Stored data
○ ○ ○
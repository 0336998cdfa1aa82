//! Core board types.
//!
//! This module contains the fundamental types used throughout the crate:
//! - `Piece` and `Color` - piece types and colors
//! - `Square` - (rank, file) square on the 12x10 layout
//! - `Bitboard` - 128-bit board representation
//! - `CastlingRights` - castling state
//! - `Score` - two-phase (midgame, endgame) score

mod bitboard;
mod castling;
mod piece;
mod score;
mod square;

// Re-export all public types
pub use bitboard::{Bitboard, BitboardIter};
pub use castling::CastlingRights;
pub use piece::{Color, Piece, PIECE_NB};
pub use score::Score;
pub use square::{Square, FILE_NB, RANK_NB, SQUARE_NB};
//! Variant configuration.
//!
//! Board dimensions and the handful of rule flags that change pawn and
//! shelter scoring. Everything else about a variant (move rules, piece sets)
//! belongs to the move generator and is not modelled here.
//!
//! # Example
//! ```
//! use pawn_eval::board::Variant;
//!
//! let crazyhouse: Variant = "crazyhouse".parse().unwrap();
//! assert!(crazyhouse.captures_to_hand());
//!
//! let custom = Variant::new(10, 8).unwrap().with_must_capture(true);
//! assert_eq!(custom.max_file(), 9);
//! ```

use std::str::FromStr;

#[cfg(feature = "serde")]
use serde::{Deserialize, Serialize};

use super::error::VariantError;
use super::types::{Bitboard, FILE_NB, RANK_NB};

const MIN_FILES: usize = 3;
const MIN_RANKS: usize = 3;

/// Board geometry and scoring-relevant rule flags.
#[derive(Clone, Copy, Debug, PartialEq, Eq, Hash)]
#[cfg_attr(feature = "serde", derive(Serialize, Deserialize))]
pub struct Variant {
    files: usize,
    ranks: usize,
    /// Captured pieces go to a reserve and can be dropped back
    captures_to_hand: bool,
    /// Captures are compulsory
    must_capture: bool,
    castling_kingside_file: usize,
    castling_queenside_file: usize,
}

impl Variant {
    /// Standard 8x8 chess.
    #[must_use]
    pub const fn chess() -> Self {
        Variant {
            files: 8,
            ranks: 8,
            captures_to_hand: false,
            must_capture: false,
            castling_kingside_file: 6,
            castling_queenside_file: 2,
        }
    }

    /// A board of the given size with no special rules. The king castles to
    /// the second-to-last file on the kingside and file c on the queenside.
    pub fn new(files: usize, ranks: usize) -> Result<Self, VariantError> {
        if !(MIN_FILES..=FILE_NB).contains(&files) || !(MIN_RANKS..=RANK_NB).contains(&ranks) {
            return Err(VariantError::UnsupportedDimensions { files, ranks });
        }
        Ok(Variant {
            files,
            ranks,
            captures_to_hand: false,
            must_capture: false,
            castling_kingside_file: files - 2,
            castling_queenside_file: 2,
        })
    }

    #[must_use]
    pub const fn with_captures_to_hand(mut self, enabled: bool) -> Self {
        self.captures_to_hand = enabled;
        self
    }

    #[must_use]
    pub const fn with_must_capture(mut self, enabled: bool) -> Self {
        self.must_capture = enabled;
        self
    }

    /// Override the files the king lands on when castling.
    pub fn with_castling_files(mut self, kingside: usize, queenside: usize) -> Result<Self, VariantError> {
        for file in [kingside, queenside] {
            if file >= self.files {
                return Err(VariantError::CastlingFileOutOfBounds {
                    file,
                    files: self.files,
                });
            }
        }
        self.castling_kingside_file = kingside;
        self.castling_queenside_file = queenside;
        Ok(self)
    }

    #[inline]
    #[must_use]
    pub const fn files(&self) -> usize {
        self.files
    }

    #[inline]
    #[must_use]
    pub const fn ranks(&self) -> usize {
        self.ranks
    }

    /// Index of the last file
    #[inline]
    #[must_use]
    pub const fn max_file(&self) -> usize {
        self.files - 1
    }

    /// Index of the last rank
    #[inline]
    #[must_use]
    pub const fn max_rank(&self) -> usize {
        self.ranks - 1
    }

    #[inline]
    #[must_use]
    pub const fn captures_to_hand(&self) -> bool {
        self.captures_to_hand
    }

    #[inline]
    #[must_use]
    pub const fn must_capture(&self) -> bool {
        self.must_capture
    }

    #[inline]
    #[must_use]
    pub const fn castling_kingside_file(&self) -> usize {
        self.castling_kingside_file
    }

    #[inline]
    #[must_use]
    pub const fn castling_queenside_file(&self) -> usize {
        self.castling_queenside_file
    }

    /// Squares that exist on this board.
    #[must_use]
    pub const fn board_bb(&self) -> Bitboard {
        let row = (1u128 << self.files) - 1;
        let mut bits = 0u128;
        let mut r = 0;
        while r < self.ranks {
            bits |= row << (r * FILE_NB);
            r += 1;
        }
        Bitboard(bits)
    }

    /// Number of squares on this board.
    #[inline]
    #[must_use]
    pub const fn square_count(&self) -> u32 {
        (self.files * self.ranks) as u32
    }
}

impl Default for Variant {
    fn default() -> Self {
        Variant::chess()
    }
}

impl FromStr for Variant {
    type Err = VariantError;

    /// Named presets: `chess`, `crazyhouse`, `antichess`, `capablanca`,
    /// `grand`, `shogi`.
    fn from_str(s: &str) -> Result<Self, Self::Err> {
        match s.to_ascii_lowercase().as_str() {
            "chess" => Ok(Variant::chess()),
            "crazyhouse" => Ok(Variant::chess().with_captures_to_hand(true)),
            "antichess" => Ok(Variant::chess().with_must_capture(true)),
            "capablanca" => Variant::new(10, 8),
            "grand" => Variant::new(10, 10),
            "shogi" => Ok(Variant::new(9, 9)?.with_captures_to_hand(true)),
            _ => Err(VariantError::UnknownVariant {
                name: s.to_string(),
            }),
        }
    }
}

#[cfg(test)]
mod tests {
    use super::*;
    use crate::board::types::Square;

    #[test]
    fn test_chess_geometry() {
        let chess = Variant::chess();
        assert_eq!(chess.max_file(), 7);
        assert_eq!(chess.max_rank(), 7);
        assert_eq!(chess.board_bb().popcount(), 64);
        assert_eq!(chess.square_count(), 64);
        assert!(chess.board_bb().contains(Square(7, 7)));
        assert!(!chess.board_bb().contains(Square(7, 8)));
        assert!(!chess.board_bb().contains(Square(8, 0)));
        assert_eq!(chess, Variant::new(8, 8).unwrap());
    }

    #[test]
    fn test_largest_board_fills_layout() {
        let big = Variant::new(FILE_NB, RANK_NB).unwrap();
        assert_eq!(big.board_bb(), Bitboard::ALL);
    }

    #[test]
    fn test_rejects_bad_dimensions() {
        assert!(matches!(
            Variant::new(13, 8),
            Err(VariantError::UnsupportedDimensions { files: 13, ranks: 8 })
        ));
        assert!(Variant::new(8, 11).is_err());
        assert!(Variant::new(2, 8).is_err());
        assert!(Variant::new(8, 2).is_err());
    }

    #[test]
    fn test_castling_files() {
        let capablanca: Variant = "capablanca".parse().unwrap();
        assert_eq!(capablanca.castling_kingside_file(), 8);
        assert_eq!(capablanca.castling_queenside_file(), 2);

        let err = Variant::chess().with_castling_files(8, 2);
        assert!(matches!(
            err,
            Err(VariantError::CastlingFileOutOfBounds { file: 8, files: 8 })
        ));
    }

    #[test]
    fn test_presets() {
        assert!("crazyhouse".parse::<Variant>().unwrap().captures_to_hand());
        assert!("Antichess".parse::<Variant>().unwrap().must_capture());
        let grand: Variant = "grand".parse().unwrap();
        assert_eq!((grand.files(), grand.ranks()), (10, 10));
        let shogi: Variant = "shogi".parse().unwrap();
        assert_eq!(shogi.square_count(), 81);
        assert!(matches!(
            "bughouse".parse::<Variant>(),
            Err(VariantError::UnknownVariant { .. })
        ));
    }
}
○ ○ ○
__What is required__. Wherever the string "move" appears in a line above, copy that line.

__Response below__.
//! shelter scoring. Everything else about a variant (move rules, piece sets)
//! belongs to the move generator and is not modelled here.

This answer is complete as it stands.